For the rear impact sled tests, an experimental seat designed specifically for the biofidelity evaluation of rear impact ATDs was used (Kang et al. Citation2012). Therefore, the seat was designed to be durable and repeatable, and load cells were installed within the seat to assess external biofidelity of the dummies. These demands caused the framework of the seat and head restraint to be heavier and less compliant than a production seat, even though it included seat cushions and padding. In addition, in order to have the seat be more realistic than a fixed seat back configuration, a spring–damper system was used to achieve a specific amount of total seat back rotation during the rear impact based on average rotational stiffness values determined from a wide range of seats (Molino Citation1998). Despite these efforts, the seat back responses and resulting occupant kinematics in the experimental seat may have differed from production seats mostly due to the less compliant seat frame of the experimental seat in conjunction with a more uniform seat back rotation due to the constant stiffness spring damper system. In a production seat there is less initial seat back rotation as the occupant tends to first translate and sink more into the compliant seat cushion/framework until it bottoms out, at which time the majority of seat back rotation begins. Therefore, a production seat could be expected to generally yield less relative intervertebral flexion than the experimental seat. In future studies, a similar comparison between PMHS and BioRID II intervertebral kinematics will be carried out in production seats.

Conclusions

A new instrumentation and dissection technique was proposed in which instrumentation (3 accelerometers, 3 angular rate sensors) capable of measuring the detailed intervertebral kinematics of the cervical spine were installed on the anterior aspects of each vertebral body with minimal muscular damage.

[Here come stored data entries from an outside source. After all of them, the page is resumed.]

//! Seam extraction (`build_vpath`), seam removal (`carve`), and
//! visibility-map stamping (`update_vsmap` / `finish_vsmap`).

use crate::carver::Carver;
use crate::error::{LqrError, Result};

impl Carver {
    /// Trace the minimum-cost path from the bottom row of `m` back to
    /// the top, filling `vpath`/`vpath_x` (physical index and column,
    /// per row). Uses the same tie-break policy as `build_mmap`.
    pub fn build_vpath(&mut self) -> Result<()> {
        let h = self.h as usize;
        let mut best_x = 0u32;
        let mut best_m = f32::INFINITY;
        for x in 0..self.w {
            let p = self.raw[h - 1][x as usize] as usize;
            let v = self.m[p];
            if v < best_m || (v == best_m && self.leftright) {
                best_m = v;
                best_x = x;
            }
        }
        let mut x = best_x;
        let mut y = h - 1;
        loop {
            let p = self.raw[y][x as usize];
            self.vpath[y] = p;
            self.vpath_x[y] = x;
            if y == 0 {
                break;
            }
            let target = self.least[p as usize];
            let delta_x = self.delta_x;
            let lo = (x as i32 - delta_x).max(0) as u32;
            let hi = ((x as i32 + delta_x).min(self.w as i32 - 1)) as u32;
            let mut found = None;
            for cand in lo..=hi {
                if self.raw[y - 1][cand as usize] == target {
                    found = Some(cand);
                    break;
                }
            }
            x = found.ok_or_else(|| {
                LqrError::Generic("seam tracer could not find parent column".into())
            })?;
            y -= 1;
        }
        Ok(())
    }

    /// Shift `raw[y]` left past the seam column, removing it from the
    /// visible grid. Does not touch pixel data or `vs`.
    pub fn carve(&mut self) {
        for y in 0..self.h as usize {
            let x = self.vpath_x[y] as usize;
            self.raw[y].remove(x);
        }
        self.nrg_uptodate = false;
        log::trace!("carve: removed seam, w {} -> {}", self.w, self.w - 1);
    }

    /// Stamp the visibility map: every pixel on the last-traced seam
    /// disappears at level `l`.
    pub fn update_vsmap(&mut self, l: i32) -> Result<()> {
        let mut vs = self.vs.borrow_mut();
        for y in 0..self.h as usize {
            let p = self.vpath[y] as usize;
            debug_assert_eq!(vs[p], 0, "update_vsmap: pixel already had a visibility level");
            vs[p] = l;
        }
        let w0 = self.w0;
        let h0 = self.h0;
        drop(vs);
        if self.dump_vmaps {
            let snapshot = crate::dump::VsMapSnapshot::new(w0, h0, self.vs.borrow().clone());
            self.flushed_vs.push(snapshot);
        }
        Ok(())
    }

    /// Called when `w` has reached 1: stamp the last surviving column
    /// with `w0`, marking it as "never removed".
    pub fn finish_vsmap(&mut self) {
        let mut vs = self.vs.borrow_mut();
        for y in 0..self.h as usize {
            let p = self.raw[y][0] as usize;
            vs[p] = self.w0 as i32;
        }
    }
}

#[cfg(test)]
mod tests {
    use super::*;
    use crate::pixel::PixelBuffer;
    use crate::types::EnergyBuiltin;

    #[test]
    fn carve_shrinks_every_row_by_one() {
        let buf = PixelBuffer::U8(vec![0; 16]);
        let mut c = Carver::new(buf, 4, 4, 1).unwrap();
        c.init(1, 0.0).unwrap();
        c.set_energy_function_builtin(EnergyBuiltin::Null).unwrap();
        c.build_emap().unwrap();
        c.build_mmap().unwrap();
        c.build_vpath().unwrap();
        c.carve();
        for row in &c.raw {
            assert_eq!(row.len(), 3);
        }
    }

    #[test]
    fn vertical_low_energy_spike_is_preserved() {
        // 1 bright pixel at (3,3) in an otherwise-black 8x8 image; a
        // gradient-based energy function should route every seam
        // around column 3.
        let mut data = vec![0u8; 64];
        data[3 * 8 + 3] = 255;
        let buf = PixelBuffer::U8(data);
        let mut c = Carver::new(buf, 8, 8, 1).unwrap();
        c.init(1, 0.0).unwrap();
        c.set_energy_function_builtin(EnergyBuiltin::GradXabs).unwrap();
        c.build_emap().unwrap();
        c.build_mmap().unwrap();
        c.build_vpath().unwrap();
        assert!(!c.vpath_x.iter().any(|&x| x == 3));
    }
}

The instrumentation was validated by conducting 10 km/h rear impact tests with 2 PMHS in a rigid rolling chair, and NRMSD values were below 5 percent in 27 of the 30 comparisons. After this validation, a total of 14 sled tests using 8 male PMHS were conducted in 2 moderate-speed rear impacts (8.5 g, 17 km/h; 10.5 g, 24 km/h). The BioRID II was also tested under identical conditions with an angular rate sensor installed on each of the cervical vertebrae so that rotations of the cervical spine of the BioRID II could be compared to those measured from the PMHS. The results showed that the BioRID II exhibited comparable results to the PMHS in the 17 km/h test. For the 24 km/h test, the cervical vertebrae of the BioRID II exhibited less rearward rotation than the PMHS at all levels (C2–C7). The average biofidelity score for C2 through C7 was 1.02 for the 17 km/h test and 2.27 for the 24 km/h test. These results reflect the fact that the fully articulated spine of the BioRID II was designed and tuned to model low-speed rear impacts. The intervertebral rotations for both the PMHS and the BioRID II were primarily relative flexion rotations even though the cervical vertebrae rotated rearward with respect to the global coordinate system.